Henneberg still believes humans were evolving, but his analysis points out several important shortcomings in the science of paleoanthropology that should make the thoughtful reader wary of its practitioners. (1) There is a huge range of variation possible within a single species. (2) It is difficult to assign any human bone to one or another species. Notice what this led Henneberg to state: There is no precise way in which we can test whether Julius Caesar and Princess Diana were members of the same species of Homo sapiens (emphasis added in all quotes). Consider what that means when judging bones of alleged human ancestors.

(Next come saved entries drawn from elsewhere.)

#[cfg(test)]
mod tests {
    use super::*;

    fn parse_ok(src: &str) -> Parsed {
        parse(src).unwrap()
    }

    fn first_func(parsed: &Parsed) -> &FuncDef {
        parsed
            .program
            .stmts
            .iter()
            .find_map(|s| match &s.kind {
                StmtKind::Func(f) => Some(f),
                _ => None,
            })
            .expect("no function in program")
    }

    #[test]
    fn function_and_return() {
        let p = parse_ok("int main() { return 42; }");
        let f = first_func(&p);
        assert_eq!(f.name, "main");
        assert_eq!(f.ret, "int");
        assert!(matches!(
            f.body[0].kind,
            StmtKind::Return(Some(Expr::Num(42)))
        ));
    }

    #[test]
    fn precedence() {
        let p = parse_ok("int main() { return 1 + 2 * 3; }");
        let f = first_func(&p);
        let StmtKind::Return(Some(Expr::Binary { op: BinOp::Add, rhs, .. })) = &f.body[0].kind
        else {
            panic!("expected return of an addition");
        };
        assert!(matches!(**rhs, Expr::Binary { op: BinOp::Mul, .. }));
    }

    #[test]
    fn cast_vs_paren() {
        // (int)x is a cast.
        let p = parse_ok("int main() { int x; return (int)x; }");
        let f = first_func(&p);
        assert!(matches!(
            f.body[1].kind,
            StmtKind::Return(Some(Expr::Cast { .. }))
        ));

        // (x) is a parenthesized expression.
        let p = parse_ok("int main() { int x; return (x); }");
        let f = first_func(&p);
        assert!(matches!(
            f.body[1].kind,
            StmtKind::Return(Some(Expr::Ident(_)))
        ));
    }

    #[test]
    fn typedef_cast_needs_star_or_rparen() {
        // T* in parens: cast.  T alone would be ambiguous with an
        // expression, so (T)(x) is a cast but (t + 1) is arithmetic.
        let src = "typedef struct Card { int id; } Card;\n\
                   int main() { long p; return ((Card*)p)->id; }";
        let parsed = parse_ok(src);
        let f = first_func(&parsed);
        let StmtKind::Return(Some(Expr::Member { base, arrow: true, .. })) = &f.body[1].kind
        else {
            panic!("expected arrow member access");
        };
        assert!(matches!(**base, Expr::Cast { .. }));
    }

    #[test]
    fn compound_literal() {
        let src = "typedef struct P { int x; int y; } P;\n\
                   int main() { P p = (P){ .x = 1, .y = 2 }; return p.x; }";
        let parsed = parse_ok(src);
        let f = first_func(&parsed);
        let StmtKind::VarDecl(VarDecl { init: Some(Expr::CompoundLit { fields, .. }), .. }) =
            &f.body[0].kind
        else {
            panic!("expected compound-literal init");
        };
        assert_eq!(fields[0].0, "x");
        assert_eq!(fields[1].0, "y");
    }

    #[test]
    fn statement_expression() {
        let p = parse_ok("int main() { int x = ({ int a = 5; a + 1; }); return x; }");
        let f = first_func(&p);
        let StmtKind::VarDecl(VarDecl { init: Some(Expr::StmtExpr(stmts)), .. }) = &f.body[0].kind
        else {
            panic!("expected statement expression");
        };
        assert_eq!(stmts.len(), 2);
    }

    #[test]
    fn declarations_populate_tables_with_empty_program() {
        let p = parse_ok(
            "typedef struct Point { int x; int y; } Point;\n\
             typedef unsigned long word;\n\
             int add(int a, int b);\n",
        );
        assert!(p.program.stmts.is_empty());
        assert_eq!(p.types.resolve("Point"), "struct Point");
        assert_eq!(p.types.struct_def("Point").unwrap().size, 8);
        assert_eq!(p.types.resolve("word"), "unsigned long");
        assert_eq!(p.funcs["add"].params.len(), 2);
    }

    #[test]
    fn enums_and_const_arrays() {
        let p = parse_ok("enum Kind { A, B = 5, C };\nint main() { int xs[C]; return C; }");
        assert_eq!(p.types.enums["A"], 0);
        assert_eq!(p.types.enums["B"], 5);
        assert_eq!(p.types.enums["C"], 6);
        let f = first_func(&p);
        let StmtKind::VarDecl(VarDecl { array_len: Some(n), .. }) = &f.body[0].kind else {
            panic!("expected array declaration");
        };
        assert_eq!(*n, 6);
    }

    #[test]
    fn variadic_signature() {
        let p = parse_ok("int printf(char *fmt, ...);\n");
        assert!(p.funcs["printf"].variadic);
    }

    #[test]
    fn implicit_int_from_modifiers() {
        let p = parse_ok("unsigned x;\nint main() { return 0; }");
        let StmtKind::VarDecl(VarDecl { ty, .. }) = &p.program.stmts[0].kind else {
            panic!("expected global declaration");
        };
        assert_eq!(ty, "unsigned");
    }

    #[test]
    fn pointer_types() {
        let p = parse_ok("int main() { char **argv; return 0; }");
        let f = first_func(&p);
        let StmtKind::VarDecl(VarDecl { ty, .. }) = &f.body[0].kind else {
            panic!("expected declaration");
        };
        assert_eq!(ty, "char**");
    }

    #[test]
    fn syntax_error_mentions_line_and_lexeme() {
        let err = parse("int main() { return }; }").unwrap_err();
        let msg = format!("{err}");
        assert!(msg.contains("line 1"));
        assert!(msg.contains("'}'"));
    }
}
//! Common definitions that are shared between different parts of the compiler.

// Use sorted sets and maps for consistent output
pub use std::collections::{BTreeMap as Map, BTreeSet as Set};

/// Identifiers: interned strings, cheap to copy and compare.
pub type Id = internment::Intern<String>;

/// Intern a string slice.
pub fn id(s: &str) -> Id {
    Id::from_ref(s)
}

/// Round a byte count up to the next multiple of 8.
pub fn round8(n: i64) -> i64 {
    (n + 7) & !7
}
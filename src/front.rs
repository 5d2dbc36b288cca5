//! The front-end of the compiler.

pub mod ast;
pub mod cpp;
pub mod lex;
pub mod parse;

pub use ast::*;
pub use cpp::Preprocessor;
pub use parse::{parse, parse_with};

You could tell any story you want. (We like the one that Caesar and Diana were different species.) (3) The article reminds everyone that paleoanthropologists often bicker about the meaning of their discoveries (see 12/21/2004 headline). Geoffrey Harrison (Prof. emeritus, Oxford) said it best: Clearly there is a need to be more aware of the possibility of variation but that is not the inclination today. It has been a problem because the discoverers have usually put so much effort into finding the evidence, so they want it to be important. (4) There are too few bones to make any conclusions. Henneberg said there are fewer than 30 Neandertal specimens available for study. (5) Neandertals could be considered fully human. The article refers to Henneberg stating, in effect, that What evidence there is, however, is consistent with Neanderthals being from the same species as modern humans. Christopher Stringer (Natural History Museum, London) adds that Neandertals were not signficantly different from us in skull or body size. The argument they are a different species is, of course, only a hypothesis... (italics added).
Best quote from the story is the last paragraph:He [Henneberg] added that the never-ending announcements of new species said more about those making the claims than about human evolution. The problem is there are far more palaeontologists than fossil specimens.Corollary: it also says more about the editors of National Geographic than about human evolution, too both when they make never-ending announcements, and when they become strangely quiet about stories like this one.